Series 06, vol 02, Christmas (1899-nov), pp19~22

THE VISION AT THE MENHIR.

BY E. J. ROCKE SURRAGE.
(1867-1939)

YVES PENGAVEREC was ill at heart.

      It was but an hour ago that old Mathurin, his foster-father, had dispelled the dream-cloud which had hovered like a glorious nimbus about the young man's head for close on three years past. Ay, and had dispelled it roughly enough, too — the grim, sour old man — without a trace of tenderness or remorse, with only a crease of amusement across his withered chops and a cackle of anger rising in his shrill voice.

      "What! Thee marry Anne?" he had rasped. "Go on with thy work, my son, and blow thyself sober. The cider has been too strong for thee. Thee marry Anne? Why, she's but a chick; and thee — thee a great hulking loon that is indebted to me for every morsel of ryebread that goes into thy great mouth! — thee that I have reared out of charity, only at the bidding of my sainted wife — the Blessed Virgin be her helper! Thee marry Anne? Show me thy pouch with twenty gold pieces in its bottom, and I will say ay; but — till then. Go on with thy hoeing, lad, and talk sense." And so the old man had hobbled off down the sun-browned slope of the field, tittering.

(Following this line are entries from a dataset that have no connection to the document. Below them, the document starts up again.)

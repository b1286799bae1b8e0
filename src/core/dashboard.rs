//! Owns the state behind the asset dashboard: the last fetched forest, the
//! user's selection and the handles it needs to talk to the backend.
//!
//! Every mutation goes through the backend first and, on success, the whole
//! forest is fetched and rebuilt again. The tree is never patched locally.

use crate::core::api::AssetApi;
use crate::core::currency::CurrencyRateProvider;
use crate::core::distribution::{Distribution, compute_distribution, distribution_nodes};
use crate::core::error::{ApiError, Result};
use crate::core::mutation::{
    AssetDraft, AssetUpdate, BatchReport, MoveTarget, NewAsset, check_move,
};
use crate::core::notice::{Notice, Notifier};
use crate::core::selection::Selection;
use crate::core::task::BackgroundTask;
use crate::core::tree::{Forest, build_tree_with_orphans};
use crate::core::valuation::converted_total_value;
use crate::providers::util::with_retry;
use chrono::{DateTime, Utc};
use std::sync::atomic::{AtomicBool, AtomicU64, Ordering};
use std::sync::{Arc, Mutex, MutexGuard, PoisonError};
use std::time::Duration;
use tokio::sync::RwLock;
use tracing::{debug, info, warn};

pub const DEFAULT_REFRESH_INTERVAL: Duration = Duration::from_secs(10);

const FETCH_RETRIES: usize = 2;
const FETCH_RETRY_DELAY_MS: u64 = 500;

#[derive(Debug, Clone, Copy, PartialEq, Eq)]
pub enum ReloadOutcome {
    Reloaded { nodes: usize },
    /// Another refresh was still running, nothing was fetched
    AlreadyPending,
}

/// Clears the pending flag when the refresh finishes, however it finishes.
struct PendingGuard<'a>(&'a AtomicBool);

impl<'a> PendingGuard<'a> {
    fn acquire(flag: &'a AtomicBool) -> Option<Self> {
        flag.compare_exchange(false, true, Ordering::AcqRel, Ordering::Acquire)
            .ok()
            .map(|_| Self(flag))
    }
}

impl Drop for PendingGuard<'_> {
    fn drop(&mut self) {
        self.0.store(false, Ordering::Release);
    }
}

pub struct Dashboard {
    api: Arc<dyn AssetApi>,
    rates: Arc<dyn CurrencyRateProvider + Send + Sync>,
    notifier: Arc<dyn Notifier>,
    user_id: String,
    forest: RwLock<Forest>,
    selection: Mutex<Selection>,
    refreshing: AtomicBool,
    generation: AtomicU64,
    last_refresh: Mutex<Option<DateTime<Utc>>>,
}

impl Dashboard {
    pub fn new(
        api: Arc<dyn AssetApi>,
        rates: Arc<dyn CurrencyRateProvider + Send + Sync>,
        notifier: Arc<dyn Notifier>,
        user_id: impl Into<String>,
    ) -> Self {
        Self {
            api,
            rates,
            notifier,
            user_id: user_id.into(),
            forest: RwLock::new(Forest::default()),
            selection: Mutex::new(Selection::new()),
            refreshing: AtomicBool::new(false),
            generation: AtomicU64::new(0),
            last_refresh: Mutex::new(None),
        }
    }

    pub fn user_id(&self) -> &str {
        &self.user_id
    }

    /// Fetches and rebuilds the forest unless a refresh is already running.
    pub async fn reload(&self) -> Result<ReloadOutcome> {
        let Some(_guard) = PendingGuard::acquire(&self.refreshing) else {
            debug!("Refresh already pending, skipping");
            return Ok(ReloadOutcome::AlreadyPending);
        };
        let nodes = self.fetch_and_rebuild().await?;
        Ok(ReloadOutcome::Reloaded { nodes })
    }

    /// Fetches and rebuilds the forest regardless of any pending refresh.
    /// Returns the number of nodes in the new forest.
    pub async fn force_reload(&self) -> Result<usize> {
        self.fetch_and_rebuild().await
    }

    pub fn is_refreshing(&self) -> bool {
        self.refreshing.load(Ordering::Acquire)
    }

    async fn fetch_and_rebuild(&self) -> Result<usize> {
        let generation = self.generation.fetch_add(1, Ordering::AcqRel) + 1;
        debug!(generation, user = %self.user_id, "Fetching assets");

        let fetched = with_retry(
            || self.api.list_assets(&self.user_id),
            FETCH_RETRIES,
            FETCH_RETRY_DELAY_MS,
        )
        .await;

        if self.generation.load(Ordering::Acquire) != generation {
            debug!(generation, "Reload superseded by a newer one");
            return Err(ApiError::Cancelled);
        }

        match fetched {
            Ok(records) => {
                let (forest, orphans) = build_tree_with_orphans(&records);
                for orphan in &orphans {
                    warn!(
                        id = %orphan.id,
                        parent = orphan.parent_id.as_deref().unwrap_or_default(),
                        "Asset is not reachable from any root, leaving it out"
                    );
                }
                let nodes = forest.node_count();
                *self.forest.write().await = forest;
                self.lock_selection().clear();
                *self.last_refresh.lock().unwrap_or_else(PoisonError::into_inner) =
                    Some(Utc::now());
                info!(records = records.len(), nodes, "Asset tree rebuilt");
                Ok(nodes)
            }
            Err(err) => {
                // any failed fetch leaves the tree without data
                *self.forest.write().await = Forest::default();
                if !err.is_benign() {
                    self.notifier.notify(Notice::Disconnected(err.to_string()));
                }
                Err(err)
            }
        }
    }

    /// Turns a backend failure into a notice. Benign errors stay silent.
    fn report(&self, err: &ApiError) {
        if err.is_benign() {
            return;
        }
        let notice = if err.is_disconnected() {
            Notice::Disconnected(err.to_string())
        } else {
            Notice::OperationFailed(err.to_string())
        };
        self.notifier.notify(notice);
    }

    /// Sends a backend call and reports its failure, leaving state untouched.
    async fn submit<F>(&self, call: F) -> Result<()>
    where
        F: std::future::Future<Output = Result<()>>,
    {
        call.await.inspect_err(|err| self.report(err))
    }

    /// Reload that follows a successful mutation. Its error has already been
    /// reported, the mutation itself still succeeded.
    async fn refresh_after_mutation(&self) {
        match self.force_reload().await {
            Ok(_) | Err(ApiError::Cancelled) => {}
            Err(err) => debug!("Reload after mutation failed: {err}"),
        }
    }

    pub async fn forest(&self) -> Forest {
        self.forest.read().await.clone()
    }

    pub fn last_refresh(&self) -> Option<DateTime<Utc>> {
        *self.last_refresh.lock().unwrap_or_else(PoisonError::into_inner)
    }

    /// Total value of the forest converted into `target_currency`.
    ///
    /// Works on a snapshot so slow rate lookups never hold up a reload.
    pub async fn total(&self, target_currency: &str) -> f64 {
        let forest = self.forest().await;
        let mut total = 0.0;
        for root in &forest.roots {
            total += converted_total_value(root, &*self.rates, target_currency).await;
        }
        total
    }

    /// Breakdown for the current selection.
    pub async fn distribution(&self, target_currency: &str) -> Distribution {
        let selection = self.selection();
        let forest = self.forest().await;
        let nodes = distribution_nodes(&selection, &forest);
        let mut distribution = compute_distribution(&nodes, &*self.rates, target_currency).await;
        distribution.filtered = !selection.is_empty();
        distribution
    }

    fn lock_selection(&self) -> MutexGuard<'_, Selection> {
        self.selection.lock().unwrap_or_else(PoisonError::into_inner)
    }

    pub fn selection(&self) -> Selection {
        self.lock_selection().clone()
    }

    pub fn select(&self, id: impl Into<String>) {
        self.lock_selection().insert(id);
    }

    pub fn toggle(&self, id: &str) {
        self.lock_selection().toggle(id);
    }

    pub fn clear_selection(&self) {
        self.lock_selection().clear();
    }

    /// Moves a single node. Returns `Ok(false)` for a no-op move, which
    /// issues no call.
    pub async fn move_node(&self, node_id: &str, target: &MoveTarget) -> Result<bool> {
        let changed = check_move(&*self.forest.read().await, node_id, target)?;
        if !changed {
            debug!(node = node_id, %target, "Node already under target");
            return Ok(false);
        }

        let update = AssetUpdate::reparent(node_id, &self.user_id, target);
        self.submit(self.api.update_asset(&update)).await?;
        info!(node = node_id, %target, "Moved asset");
        self.refresh_after_mutation().await;
        Ok(true)
    }

    /// Moves `dragged_id`, or the whole selection when the dragged node is
    /// part of a multi-node selection. Moves run one after another and are
    /// not rolled back when one of them fails.
    pub async fn move_selected(&self, dragged_id: &str, target: &MoveTarget) -> Result<BatchReport> {
        let selection = self.selection();
        let ids = if selection.len() > 1 && selection.contains(dragged_id) {
            selection.to_vec()
        } else {
            vec![dragged_id.to_string()]
        };
        self.move_many(&ids, target).await
    }

    pub async fn move_many(&self, ids: &[String], target: &MoveTarget) -> Result<BatchReport> {
        let forest = self.forest().await;
        let mut report = BatchReport::default();

        for id in ids {
            match check_move(&forest, id, target) {
                Ok(false) => report.unchanged.push(id.clone()),
                Ok(true) => {
                    let update = AssetUpdate::reparent(id, &self.user_id, target);
                    match self.api.update_asset(&update).await {
                        Ok(()) => report.succeeded.push(id.clone()),
                        Err(err) => {
                            warn!(node = %id, "Move failed: {err}");
                            report.failed.push((id.clone(), err));
                        }
                    }
                }
                Err(err) => {
                    debug!(node = %id, "Move rejected locally: {err}");
                    report.failed.push((id.clone(), err));
                }
            }
        }

        self.finish_batch("Moved", &report).await;
        Ok(report)
    }

    pub async fn delete_many(&self, ids: &[String]) -> Result<BatchReport> {
        let mut report = BatchReport::default();
        for id in ids {
            match self.api.delete_asset(id, &self.user_id).await {
                Ok(()) => report.succeeded.push(id.clone()),
                Err(err) => {
                    warn!(node = %id, "Delete failed: {err}");
                    report.failed.push((id.clone(), err));
                }
            }
        }
        self.finish_batch("Deleted", &report).await;
        Ok(report)
    }

    async fn finish_batch(&self, verb: &str, report: &BatchReport) {
        let message = if report.is_complete_success() {
            format!("{verb} {} asset(s)", report.success_count())
        } else {
            format!(
                "{verb} {} asset(s), {} failed",
                report.success_count(),
                report.failure_count()
            )
        };
        self.notifier.notify(Notice::Info(message));

        if report.success_count() > 0 {
            self.refresh_after_mutation().await;
        }
        if report.is_complete_success() {
            self.lock_selection().clear();
        }
    }

    pub async fn add_group(&self, name: &str, parent_id: Option<&str>) -> Result<()> {
        if let Some(parent) = parent_id {
            self.ensure_group(parent).await?;
        }
        let asset = NewAsset::group(name, parent_id, &self.user_id)?;
        self.submit(self.api.add_asset(&asset)).await?;
        info!(name, "Added group");
        self.refresh_after_mutation().await;
        Ok(())
    }

    pub async fn add_asset(&self, draft: &AssetDraft) -> Result<()> {
        let asset = NewAsset::from_draft(draft, &self.user_id)?;
        self.ensure_group(&draft.parent_id).await?;
        self.submit(self.api.add_asset(&asset)).await?;
        info!(name = %asset.description, kind = %asset.kind, "Added asset");
        self.refresh_after_mutation().await;
        Ok(())
    }

    async fn ensure_group(&self, id: &str) -> Result<()> {
        let forest = self.forest.read().await;
        match forest.find(id) {
            Some(node) if node.is_group() => Ok(()),
            Some(_) => Err(ApiError::InvalidTarget(id.to_string())),
            None => Err(ApiError::NotFound(id.to_string())),
        }
    }

    pub async fn rename(&self, id: &str, name: &str) -> Result<()> {
        let update = AssetUpdate::rename(id, &self.user_id, name)?;
        if self.forest.read().await.find(id).is_none() {
            return Err(ApiError::NotFound(id.to_string()));
        }
        self.submit(self.api.update_asset(&update)).await?;
        self.refresh_after_mutation().await;
        Ok(())
    }

    pub async fn delete(&self, id: &str) -> Result<()> {
        self.submit(self.api.delete_asset(id, &self.user_id)).await?;
        info!(id, "Deleted asset");
        self.refresh_after_mutation().await;
        Ok(())
    }

    /// Periodically reloads the forest until the returned handle is stopped
    /// or dropped. Ticks that find a refresh still pending are skipped.
    pub fn start_auto_refresh(self: &Arc<Self>, interval: Duration) -> BackgroundTask {
        let dashboard = Arc::clone(self);
        BackgroundTask::spawn("auto-refresh", async move {
            let mut ticker = tokio::time::interval(interval);
            ticker.set_missed_tick_behavior(tokio::time::MissedTickBehavior::Skip);
            loop {
                ticker.tick().await;
                match dashboard.reload().await {
                    Ok(outcome) => debug!(?outcome, "Auto refresh"),
                    Err(err) => debug!("Auto refresh failed: {err}"),
                }
            }
        })
    }
}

      It was a cruel blow to Yves Pengaverec. It shattered his hopes, his happiness, his very life and reason so thought the swarthy, wild-eyed young peasant as he clutched his strong hands on the top of the well-used hoe, and dug his chin into the knuckles of them. It was unjust, mean, brutal. And yet it was so true.

      What was he — an alien, a nameless stranger, whose very face betrayed him no true Breton, but a native of the South — what was he, to look up to Anne Pengaverec, the daughter of the wealthiest peasant in all the valley of Polniac? Ay, the wealthiest; for had not Mathurin Pengaverec two broad fields of rye, and a cow of his own on the common pasturage, and a cottage of hewn granite, when none of the others dwelt in more than hovels of baked mud? Yet this same Mathurin had adopted him almost as a son, and had reared him, when he might have suffered him to starve and become food for the kites on the desolate landes. There was gratitude due for that, to be sure; though the old man need not have blurted it so coarsely.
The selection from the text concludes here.